[Start of section]

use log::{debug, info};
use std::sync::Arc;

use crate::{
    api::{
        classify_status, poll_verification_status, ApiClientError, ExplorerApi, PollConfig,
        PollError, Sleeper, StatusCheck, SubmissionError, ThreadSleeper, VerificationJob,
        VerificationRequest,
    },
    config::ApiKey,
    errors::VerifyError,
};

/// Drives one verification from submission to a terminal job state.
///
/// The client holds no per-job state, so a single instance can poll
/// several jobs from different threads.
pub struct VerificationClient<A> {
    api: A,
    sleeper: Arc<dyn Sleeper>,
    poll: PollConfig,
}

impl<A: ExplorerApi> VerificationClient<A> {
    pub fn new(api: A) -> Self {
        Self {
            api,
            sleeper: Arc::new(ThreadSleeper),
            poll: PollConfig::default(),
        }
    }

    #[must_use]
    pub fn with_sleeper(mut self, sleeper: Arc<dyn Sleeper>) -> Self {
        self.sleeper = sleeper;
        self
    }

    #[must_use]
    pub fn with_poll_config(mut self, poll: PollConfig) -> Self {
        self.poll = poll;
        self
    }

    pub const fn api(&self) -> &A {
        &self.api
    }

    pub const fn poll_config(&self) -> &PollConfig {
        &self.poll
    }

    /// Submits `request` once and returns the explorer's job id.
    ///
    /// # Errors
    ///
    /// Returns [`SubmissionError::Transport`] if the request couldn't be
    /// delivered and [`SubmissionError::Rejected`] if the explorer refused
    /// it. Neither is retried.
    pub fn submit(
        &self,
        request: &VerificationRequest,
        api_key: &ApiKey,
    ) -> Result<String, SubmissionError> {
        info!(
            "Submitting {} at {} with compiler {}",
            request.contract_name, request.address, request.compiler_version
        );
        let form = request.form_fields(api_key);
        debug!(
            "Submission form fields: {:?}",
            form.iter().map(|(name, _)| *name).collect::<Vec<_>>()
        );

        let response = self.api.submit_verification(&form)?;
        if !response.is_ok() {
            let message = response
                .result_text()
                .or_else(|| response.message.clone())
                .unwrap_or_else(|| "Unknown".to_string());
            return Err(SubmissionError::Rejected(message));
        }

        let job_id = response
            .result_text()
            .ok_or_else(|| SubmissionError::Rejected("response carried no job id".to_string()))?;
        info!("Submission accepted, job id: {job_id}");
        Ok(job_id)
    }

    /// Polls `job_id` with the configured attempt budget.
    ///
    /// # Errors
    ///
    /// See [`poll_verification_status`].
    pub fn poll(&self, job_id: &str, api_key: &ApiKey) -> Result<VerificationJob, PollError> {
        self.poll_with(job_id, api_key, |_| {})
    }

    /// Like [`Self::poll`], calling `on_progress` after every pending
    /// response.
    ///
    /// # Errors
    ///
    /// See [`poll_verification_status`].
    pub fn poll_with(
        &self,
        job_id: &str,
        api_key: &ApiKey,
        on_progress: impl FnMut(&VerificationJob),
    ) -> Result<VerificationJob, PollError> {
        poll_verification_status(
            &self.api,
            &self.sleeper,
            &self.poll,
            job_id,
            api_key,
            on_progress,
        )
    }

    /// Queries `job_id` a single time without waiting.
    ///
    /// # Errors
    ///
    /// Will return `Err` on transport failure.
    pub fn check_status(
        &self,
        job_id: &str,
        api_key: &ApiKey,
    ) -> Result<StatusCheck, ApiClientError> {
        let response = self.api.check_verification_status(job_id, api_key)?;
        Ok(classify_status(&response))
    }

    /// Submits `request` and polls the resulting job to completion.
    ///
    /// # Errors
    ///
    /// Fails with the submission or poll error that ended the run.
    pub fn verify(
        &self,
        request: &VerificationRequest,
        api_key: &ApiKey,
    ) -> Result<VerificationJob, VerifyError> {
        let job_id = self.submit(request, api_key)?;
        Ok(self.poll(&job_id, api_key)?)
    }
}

[End of section]

Transcribe the data above so that every line matches exactly.

use log::{debug, info};
use std::sync::Arc;

use crate::{
    api::{
        classify_status, poll_verification_status, ApiClientError, ExplorerApi, PollConfig,
        PollError, Sleeper, StatusCheck, SubmissionError, ThreadSleeper, VerificationJob,
        VerificationRequest,
    },
    config::ApiKey,
    errors::VerifyError,
};

/// Drives one verification from submission to a terminal job state.
///
/// The client holds no per-job state, so a single instance can poll
/// several jobs from different threads.
pub struct VerificationClient<A> {
    api: A,
    sleeper: Arc<dyn Sleeper>,
    poll: PollConfig,
}

impl<A: ExplorerApi> VerificationClient<A> {
    pub fn new(api: A) -> Self {
        Self {
            api,
            sleeper: Arc::new(ThreadSleeper),
            poll: PollConfig::default(),
        }
    }

    #[must_use]
    pub fn with_sleeper(mut self, sleeper: Arc<dyn Sleeper>) -> Self {
        self.sleeper = sleeper;
        self
    }

    #[must_use]
    pub fn with_poll_config(mut self, poll: PollConfig) -> Self {
        self.poll = poll;
        self
    }

    pub const fn api(&self) -> &A {
        &self.api
    }

    pub const fn poll_config(&self) -> &PollConfig {
        &self.poll
    }

    /// Submits `request` once and returns the explorer's job id.
    ///
    /// # Errors
    ///
    /// Returns [`SubmissionError::Transport`] if the request couldn't be
    /// delivered and [`SubmissionError::Rejected`] if the explorer refused
    /// it. Neither is retried.
    pub fn submit(
        &self,
        request: &VerificationRequest,
        api_key: &ApiKey,
    ) -> Result<String, SubmissionError> {
        info!(
            "Submitting {} at {} with compiler {}",
            request.contract_name, request.address, request.compiler_version
        );
        let form = request.form_fields(api_key);
        debug!(
            "Submission form fields: {:?}",
            form.iter().map(|(name, _)| *name).collect::<Vec<_>>()
        );

        let response = self.api.submit_verification(&form)?;
        if !response.is_ok() {
            let message = response
                .result_text()
                .or_else(|| response.message.clone())
                .unwrap_or_else(|| "Unknown".to_string());
            return Err(SubmissionError::Rejected(message));
        }

        let job_id = response
            .result_text()
            .ok_or_else(|| SubmissionError::Rejected("response carried no job id".to_string()))?;
        info!("Submission accepted, job id: {job_id}");
        Ok(job_id)
    }

    /// Polls `job_id` with the configured attempt budget.
    ///
    /// # Errors
    ///
    /// See [`poll_verification_status`].
    pub fn poll(&self, job_id: &str, api_key: &ApiKey) -> Result<VerificationJob, PollError> {
        self.poll_with(job_id, api_key, |_| {})
    }

    /// Like [`Self::poll`], calling `on_progress` after every pending
    /// response.
    ///
    /// # Errors
    ///
    /// See [`poll_verification_status`].
    pub fn poll_with(
        &self,
        job_id: &str,
        api_key: &ApiKey,
        on_progress: impl FnMut(&VerificationJob),
    ) -> Result<VerificationJob, PollError> {
        poll_verification_status(
            &self.api,
            &self.sleeper,
            &self.poll,
            job_id,
            api_key,
            on_progress,
        )
    }

    /// Queries `job_id` a single time without waiting.
    ///
    /// # Errors
    ///
    /// Will return `Err` on transport failure.
    pub fn check_status(
        &self,
        job_id: &str,
        api_key: &ApiKey,
    ) -> Result<StatusCheck, ApiClientError> {
        let response = self.api.check_verification_status(job_id, api_key)?;
        Ok(classify_status(&response))
    }

    /// Submits `request` and polls the resulting job to completion.
    ///
    /// # Errors
    ///
    /// Fails with the submission or poll error that ended the run.
    pub fn verify(
        &self,
        request: &VerificationRequest,
        api_key: &ApiKey,
    ) -> Result<VerificationJob, VerifyError> {
        let job_id = self.submit(request, api_key)?;
        Ok(self.poll(&job_id, api_key)?)
    }
}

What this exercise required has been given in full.